In this customer service use case, businesses handle customer complaints by analyzing real user monitoring (RUM) data.

This data is crucial for identifying affected sessions and resolving issues efficiently. At the same time, companies must ensure that access to personal data is restricted only to authorized personnel. When using Dynatrace to monitor user sessions, data can be leveraged to streamline complaint resolution and enhance customer satisfaction.

Key terms

Masking at capture

At-capture masking requires identifying and masking sensitive parts of your log records before data is transferred to Dynatrace. To achieve this, you can choose OneAgent to collect your logs. OneAgent has a built-in mechanism for sensitive data masking that can be granularly configured on the host, host group, or environment level.

For details, refer to Mask your logs at capture or Protect personal data by not capturing it (masking at capture).

Masking at storage

When masking at storage is implemented, data is sent to the Dynatrace server for optimal analysis and is masked before it's stored.

For details, refer to Protect personal data by not storing it (masking at storage).

Masking on read/on display

When data is masked at display, it's stored in its original form but is accessible only to the users of your choice.

For details, refer to Protect personal data by not displaying it (masking at display).

Masking at ingest

With this method, you can mask the data once it reaches Dynatrace, by setting log processing rules. After data is processed, it is sent to storage and is available for further analysis. The key advantage of this method is the fact that it allows data flow from all log ingest channels.

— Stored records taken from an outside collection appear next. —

//! Symbol table types
//!
//! Everything here is produced by the parser and owned by one index
//! generation. Symbols are never mutated after a generation is published.
//!
//! @module index/symbols

use bitflags::bitflags;
use compact_str::CompactString;
use serde::{Deserialize, Serialize};
use smallvec::SmallVec;
use std::path::PathBuf;

// =============================================================================
// MACRO KIND
// =============================================================================

/// UE reflection macro preceding a declaration
#[derive(Debug, Clone, Copy, PartialEq, Eq, Hash, Serialize, Deserialize)]
pub enum MacroKind {
    #[serde(rename = "UCLASS")]
    UClass,
    #[serde(rename = "USTRUCT")]
    UStruct,
    #[serde(rename = "UINTERFACE")]
    UInterface,
    #[serde(rename = "UENUM")]
    UEnum,
    #[serde(rename = "UPROPERTY")]
    UProperty,
    #[serde(rename = "UFUNCTION")]
    UFunction,
    #[serde(rename = "UDELEGATE")]
    UDelegate,
}

impl MacroKind {
    pub fn from_name(name: &str) -> Option<Self> {
        match name {
            "UCLASS" => Some(Self::UClass),
            "USTRUCT" => Some(Self::UStruct),
            "UINTERFACE" => Some(Self::UInterface),
            "UENUM" => Some(Self::UEnum),
            "UPROPERTY" => Some(Self::UProperty),
            "UFUNCTION" => Some(Self::UFunction),
            "UDELEGATE" => Some(Self::UDelegate),
            _ => None,
        }
    }

    pub fn as_str(&self) -> &'static str {
        match self {
            Self::UClass => "UCLASS",
            Self::UStruct => "USTRUCT",
            Self::UInterface => "UINTERFACE",
            Self::UEnum => "UENUM",
            Self::UProperty => "UPROPERTY",
            Self::UFunction => "UFUNCTION",
            Self::UDelegate => "UDELEGATE",
        }
    }

    /// Marks a class/struct/interface declaration
    pub fn is_type_marker(&self) -> bool {
        matches!(self, Self::UClass | Self::UStruct | Self::UInterface)
    }

    /// Marks a member inside a class body
    pub fn is_member_marker(&self) -> bool {
        matches!(self, Self::UProperty | Self::UFunction)
    }
}

// =============================================================================
// EXPOSURE FLAGS
// =============================================================================

bitflags! {
    /// Specifiers that expose a declaration to Blueprints or the editor
    #[derive(Debug, Clone, Copy, PartialEq, Eq, Hash, Default, Serialize, Deserialize)]
    #[repr(transparent)]
    pub struct ExposureFlags: u32 {
        const BLUEPRINT_CALLABLE = 1 << 0;
        const BLUEPRINT_PURE = 1 << 1;
        const BLUEPRINT_IMPLEMENTABLE_EVENT = 1 << 2;
        const BLUEPRINT_NATIVE_EVENT = 1 << 3;
        const BLUEPRINT_READ_ONLY = 1 << 4;
        const BLUEPRINT_READ_WRITE = 1 << 5;
        const BLUEPRINT_ASSIGNABLE = 1 << 6;
        const BLUEPRINT_AUTHORITY_ONLY = 1 << 7;
        const BLUEPRINTABLE = 1 << 8;
        const BLUEPRINT_TYPE = 1 << 9;
        const EDIT_ANYWHERE = 1 << 10;
        const EDIT_DEFAULTS_ONLY = 1 << 11;
        const EDIT_INSTANCE_ONLY = 1 << 12;
        const VISIBLE_ANYWHERE = 1 << 13;
        const VISIBLE_DEFAULTS_ONLY = 1 << 14;
        const VISIBLE_INSTANCE_ONLY = 1 << 15;
        const REPLICATED = 1 << 16;
        const EXEC = 1 << 17;
        const ABSTRACT = 1 << 18;
    }
}

const SPECIFIERS: &[(&str, ExposureFlags)] = &[
    ("blueprintcallable", ExposureFlags::BLUEPRINT_CALLABLE),
    ("blueprintpure", ExposureFlags::BLUEPRINT_PURE),
    ("blueprintimplementableevent", ExposureFlags::BLUEPRINT_IMPLEMENTABLE_EVENT),
    ("blueprintnativeevent", ExposureFlags::BLUEPRINT_NATIVE_EVENT),
    ("blueprintreadonly", ExposureFlags::BLUEPRINT_READ_ONLY),
    ("blueprintreadwrite", ExposureFlags::BLUEPRINT_READ_WRITE),
    ("blueprintassignable", ExposureFlags::BLUEPRINT_ASSIGNABLE),
    ("blueprintauthorityonly", ExposureFlags::BLUEPRINT_AUTHORITY_ONLY),
    ("blueprintable", ExposureFlags::BLUEPRINTABLE),
    ("blueprinttype", ExposureFlags::BLUEPRINT_TYPE),
    ("editanywhere", ExposureFlags::EDIT_ANYWHERE),
    ("editdefaultsonly", ExposureFlags::EDIT_DEFAULTS_ONLY),
    ("editinstanceonly", ExposureFlags::EDIT_INSTANCE_ONLY),
    ("visibleanywhere", ExposureFlags::VISIBLE_ANYWHERE),
    ("visibledefaultsonly", ExposureFlags::VISIBLE_DEFAULTS_ONLY),
    ("visibleinstanceonly", ExposureFlags::VISIBLE_INSTANCE_ONLY),
    ("replicated", ExposureFlags::REPLICATED),
    ("replicatedusing", ExposureFlags::REPLICATED),
    ("exec", ExposureFlags::EXEC),
    ("abstract", ExposureFlags::ABSTRACT),
];

impl ExposureFlags {
    /// Everything that makes a declaration reachable from Blueprint graphs
    pub const BLUEPRINT_VISIBLE: Self = Self::BLUEPRINT_CALLABLE
        .union(Self::BLUEPRINT_PURE)
        .union(Self::BLUEPRINT_IMPLEMENTABLE_EVENT)
        .union(Self::BLUEPRINT_NATIVE_EVENT)
        .union(Self::BLUEPRINT_READ_ONLY)
        .union(Self::BLUEPRINT_READ_WRITE)
        .union(Self::BLUEPRINT_ASSIGNABLE)
        .union(Self::BLUEPRINTABLE)
        .union(Self::BLUEPRINT_TYPE);

    /// Collect flags from one specifier name (case-insensitive)
    pub fn from_specifier(name: &str) -> Self {
        let name = name.trim().to_ascii_lowercase();
        SPECIFIERS
            .iter()
            .find(|(spec, _)| *spec == name)
            .map(|(_, flag)| *flag)
            .unwrap_or_else(Self::empty)
    }

    pub fn is_blueprint_exposed(&self) -> bool {
        self.intersects(Self::BLUEPRINT_VISIBLE)
    }
}

// =============================================================================
// ANNOTATIONS
// =============================================================================

/// One UE macro occurrence with the declaration it decorates
#[derive(Debug, Clone, PartialEq, Eq, Serialize, Deserialize)]
pub struct ExposureAnnotation {
    pub kind: MacroKind,
    /// Raw attribute text between the macro's parentheses
    pub raw: String,
    /// Declared member, class or enum name when it could be recovered
    #[serde(skip_serializing_if = "Option::is_none")]
    pub member: Option<String>,
    /// Declaration following the macro, whitespace-collapsed
    #[serde(skip_serializing_if = "Option::is_none")]
    pub declaration: Option<String>,
    /// `Category = ...` specifier
    #[serde(skip_serializing_if = "Option::is_none")]
    pub category: Option<String>,
    pub line: u32,
    pub flags: ExposureFlags,
}

impl ExposureAnnotation {
    pub fn is_blueprint_exposed(&self) -> bool {
        self.flags.is_blueprint_exposed()
    }
}

// =============================================================================
// CLASS SYMBOL
// =============================================================================

#[derive(Debug, Clone, Copy, PartialEq, Eq, Hash, Serialize, Deserialize)]
#[serde(rename_all = "lowercase")]
pub enum ClassKind {
    Class,
    Struct,
}

/// A class or struct declaration
#[derive(Debug, Clone, PartialEq, Eq, Serialize, Deserialize)]
pub struct ClassSymbol {
    pub name: CompactString,
    /// `Outer::Inner` for nested declarations
    pub qualified_name: CompactString,
    pub kind: ClassKind,
    pub file: PathBuf,
    /// Line of the `class`/`struct` keyword (1-indexed)
    pub line_start: u32,
    pub line_end: u32,
    pub byte_start: usize,
    pub byte_end: usize,
    pub bases: SmallVec<[CompactString; 2]>,
    pub interfaces: SmallVec<[CompactString; 2]>,
    /// Class marker first, then member annotations in source order
    pub annotations: Vec<ExposureAnnotation>,
    #[serde(skip_serializing_if = "Option::is_none")]
    pub api_macro: Option<CompactString>,
    pub is_forward: bool,
    pub is_template: bool,
}

impl ClassSymbol {
    /// The `UCLASS`/`USTRUCT`/`UINTERFACE` marker, if any
    pub fn type_annotation(&self) -> Option<&ExposureAnnotation> {
        self.annotations.iter().find(|a| a.kind.is_type_marker())
    }

    pub fn properties(&self) -> impl Iterator<Item = &ExposureAnnotation> {
        self.annotations
            .iter()
            .filter(|a| a.kind == MacroKind::UProperty)
    }

    pub fn functions(&self) -> impl Iterator<Item = &ExposureAnnotation> {
        self.annotations
            .iter()
            .filter(|a| a.kind == MacroKind::UFunction)
    }

    /// Bases followed by interfaces, in declaration order
    pub fn parents(&self) -> impl Iterator<Item = &CompactString> {
        self.bases.iter().chain(self.interfaces.iter())
    }

    pub fn contains_line(&self, line: u32) -> bool {
        !self.is_forward && line >= self.line_start && line <= self.line_end
    }
}

/// Whether a base name follows the `IFoo` interface convention
pub fn is_interface_name(name: &str) -> bool {
    let last = name.rsplit("::").next().unwrap_or(name);
    let mut chars = last.chars();
    matches!(
        (chars.next(), chars.next()),
        (Some('I'), Some(c)) if c.is_ascii_uppercase()
    )
}

/// Strip the UE type prefix (`U`, `A`, `F`, `I`, `T`, `E`, `S`) from a class name
pub fn strip_type_prefix(name: &str) -> &str {
    let mut chars = name.chars();
    match (chars.next(), chars.next()) {
        (Some(p), Some(c)) if "UAFITES".contains(p) && c.is_ascii_uppercase() => &name[1..],
        _ => name,
    }
}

For details, refer to Mask your logs at ingest.

Scenario

As a help desk manager for a large fashion online retailer, your primary responsibility is to quickly address and resolve customer complaints (for example, “My order didn’t go through” or “Wrong merchandise”). You can leverage user tags (specifically, customer email addresses) to link sessions with particular users. However, it’s crucial to ensure that your team can efficiently locate the relevant sessions without accessing unnecessary personal or sensitive information that is irrelevant to your task.

Personal information in user events and sessions and methods of masking it

Data typeEligible for collectionActions/mitigationLearn more

Email address

Yes

By default, all sessions are anonymized. Email addresses can be configured to be used as user tag fields. They would then be captured but masked on read. Only users with access to builtin-sensitive-user-events-and-sessions fieldset are able to view them.

Assign bucket table permissions

IP addresses

No

No action needed. IP addresses are masked by default

Mask end-user IP addresses and GPS coordinates

Credit card1

No

Captured URI may contain personal or financial data. Turn on Mask personal data in URIs to mask personal data, such as credit card information in URIs, headers, exception messages, and data captured for request attributes at ingest.

Mask personal data in URIs

Shipping address

No

Captured URI may contain personal or financial data. Turn on Mask personal data in URIs to mask personal data, such as shipping address in query parameters at ingest.

Mask personal data in URIs

Password

No

User input is not captured.

Products viewed and bought

Yes

Dynatrace captures a user journey. The user journey can only be linked to a person with applied user tags.

Assign bucket table permissions

1

SaaS customers should not ingest restricted information such as credit card data into Dynatrace. For details, see the Dynatrace Subscription Agreement.

Privacy configuration needs to be set up for each frontend individually. Currently, RUM stores data in both Dynatrace Classic and Latest Dynatrace (double storage). Privacy settings are linked, meaning that configuration applied to one frontend will affect both datasets. However, permissions for accessing data may differ between Dynatrace Classic and Latest Dynatrace. For details, see Permissions in Grail and New RUM Experience permissions.